+++ Supplied records

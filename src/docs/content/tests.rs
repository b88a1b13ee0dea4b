use super::*;
use crate::docs::source::ManifestResponse;
use anyhow::{Result, anyhow};
use async_trait::async_trait;
use std::collections::HashMap;
use std::sync::atomic::{AtomicUsize, Ordering};
use tokio::sync::OnceCell;

struct FakeSource {
    pages: HashMap<String, String>,
    fetches: AtomicUsize,
}

impl FakeSource {
    fn new(pages: &[(&str, &str)]) -> Arc<Self> {
        Arc::new(Self {
            pages: pages
                .iter()
                .map(|(path, body)| ((*path).to_string(), (*body).to_string()))
                .collect(),
            fetches: AtomicUsize::new(0),
        })
    }
}

#[async_trait]
impl DocsSource for FakeSource {
    async fn fetch_manifest(&self, _etag: Option<&str>) -> Result<ManifestResponse> {
        Err(anyhow!("not used"))
    }

    async fn fetch_page(&self, path: &str) -> Result<String> {
        self.fetches.fetch_add(1, Ordering::SeqCst);
        self.pages
            .get(path)
            .cloned()
            .ok_or_else(|| anyhow!("HTTP error 404 for {}", path))
    }
}

fn page(title: &str, path: &str, category: &str) -> DocPage {
    DocPage {
        title: title.to_string(),
        path: path.to_string(),
        url: format!("https://docs.example.com/{}", path.trim_end_matches(".mdx")),
        category: category.to_string(),
        section: "Guides".to_string(),
        subsection: None,
        level: 1,
        content: OnceCell::new(),
    }
}

const WEBHOOKS_MDX: &str = r#"---
title: Webhooks
description: Receive events
---
import { Callout } from "@/components";
export const meta = { hidden: true };

# Server events

<Callout type="info">Webhooks are delivered as **POST** requests to your server URL.</Callout>

Each event carries a `type` field such as {props.eventName} and a JSON payload.
Respond within a few seconds or the delivery is retried with exponential backoff.
"#;

#[test]
fn clean_markup_strips_noise() {
    let cleaned = clean_markup(WEBHOOKS_MDX);

    assert!(!cleaned.contains("title: Webhooks"));
    assert!(!cleaned.contains("import"));
    assert!(!cleaned.contains("export"));
    assert!(!cleaned.contains("<Callout"));
    assert!(!cleaned.contains("props.eventName"));
    assert!(cleaned.contains("Server events"));
    assert!(cleaned.contains("Webhooks are delivered as POST requests to your server URL."));
    assert!(cleaned.contains("type"));
}

#[test]
fn clean_markup_keeps_fenced_code() {
    let cleaned = clean_markup(
        "# Setup\n\nSet your key first:\n\n```bash\nexport VAPI_API_KEY=sk-test\nnpm install @vapi-ai/server-sdk\n```\n",
    );

    assert!(cleaned.contains("Set your key first:"));
    assert!(cleaned.contains("export VAPI_API_KEY=sk-test"));
    assert!(cleaned.contains("npm install @vapi-ai/server-sdk"));
}

#[test]
fn clean_markup_keeps_generics_in_inline_code() {
    let cleaned = clean_markup("Returns `Promise<Call>` and `Vec<String>` values.");
    assert_eq!(cleaned, "Returns Promise<Call> and Vec<String> values.");
}

#[test]
fn clean_markup_removes_nested_template_braces() {
    let cleaned = clean_markup("Use {{ assistant.name }} in the prompt template for greeting.");
    assert_eq!(cleaned, "Use in the prompt template for greeting.");
}

#[test]
fn clean_markup_keeps_text_inside_component_blocks() {
    let cleaned = clean_markup(
        "<Note>\nCalls are billed per second.\n</Note>\n\n<!-- internal only -->\n\nDone.",
    );

    assert!(cleaned.contains("Calls are billed per second."));
    assert!(!cleaned.contains("Note"));
    assert!(!cleaned.contains("internal only"));
    assert!(cleaned.contains("Done."));
}

#[test]
fn clean_markup_collapses_whitespace() {
    let cleaned = clean_markup("Hello    world\n\n\n\nSecond   paragraph");
    assert_eq!(cleaned, "Hello world\nSecond paragraph");
}

#[tokio::test]
async fn resolves_and_caches_cleaned_content() {
    let source = FakeSource::new(&[("guides/webhooks.mdx", WEBHOOKS_MDX)]);
    let resolver = ContentResolver::new(source.clone(), 100);
    let page = page("Webhooks", "guides/webhooks.mdx", "guides");

    let first = resolver.fetch_content(&page).await.to_string();
    let second = resolver.fetch_content(&page).await;

    assert!(first.contains("Server events"));
    assert_eq!(first, second);
    assert_eq!(page.cached_content(), Some(first.as_str()));
    assert_eq!(source.fetches.load(Ordering::SeqCst), 1);
}

#[tokio::test]
async fn failed_fetch_yields_category_summary() {
    let source = FakeSource::new(&[]);
    let resolver = ContentResolver::new(source, 100);
    let page = page("Phone Calls", "guides/phone-calls.mdx", "guides");

    let content = resolver.fetch_content(&page).await;

    assert!(!content.is_empty());
    assert!(content.contains("is a guide in Guides"));
    assert!(content.contains("https://docs.example.com/guides/phone-calls"));
}

#[tokio::test]
async fn short_content_yields_summary() {
    let source = FakeSource::new(&[("quickstart/intro.mdx", "# Intro\n\nComing soon.")]);
    let resolver = ContentResolver::new(source, 100);
    let page = page("Introduction", "quickstart/intro.mdx", "quickstart");

    let content = resolver.fetch_content(&page).await;

    assert!(content.contains("getting started"));
    assert!(content.contains(&page.url));
}

#[tokio::test]
async fn external_links_are_never_fetched() {
    let source = FakeSource::new(&[]);
    let resolver = ContentResolver::new(source.clone(), 100);
    let mut link = page("Status", "", "external");
    link.url = "https://status.example.com".to_string();

    let content = resolver.fetch_content(&link).await;

    assert_eq!(content, "External resource: Status (https://status.example.com)");
    assert_eq!(source.fetches.load(Ordering::SeqCst), 0);
}

#[test]
fn summary_kinds_by_category() {
    assert_eq!(
        SummaryKind::from_category("quickstart"),
        SummaryKind::GettingStarted
    );
    assert_eq!(
        SummaryKind::from_category("api-reference"),
        SummaryKind::ApiReference
    );
    assert_eq!(SummaryKind::from_category("examples"), SummaryKind::Example);
    assert_eq!(SummaryKind::from_category("server-sdks"), SummaryKind::Sdk);
    assert_eq!(SummaryKind::from_category("guides"), SummaryKind::Guide);
    assert_eq!(SummaryKind::from_category("misc"), SummaryKind::General);
}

++++++

# [Task details]
Find each line holding the string "requests" in the listing above, then copy it.

# [Answer box]
<Callout type="info">Webhooks are delivered as **POST** requests to your server URL.</Callout>
    assert!(cleaned.contains("Webhooks are delivered as POST requests to your server URL."));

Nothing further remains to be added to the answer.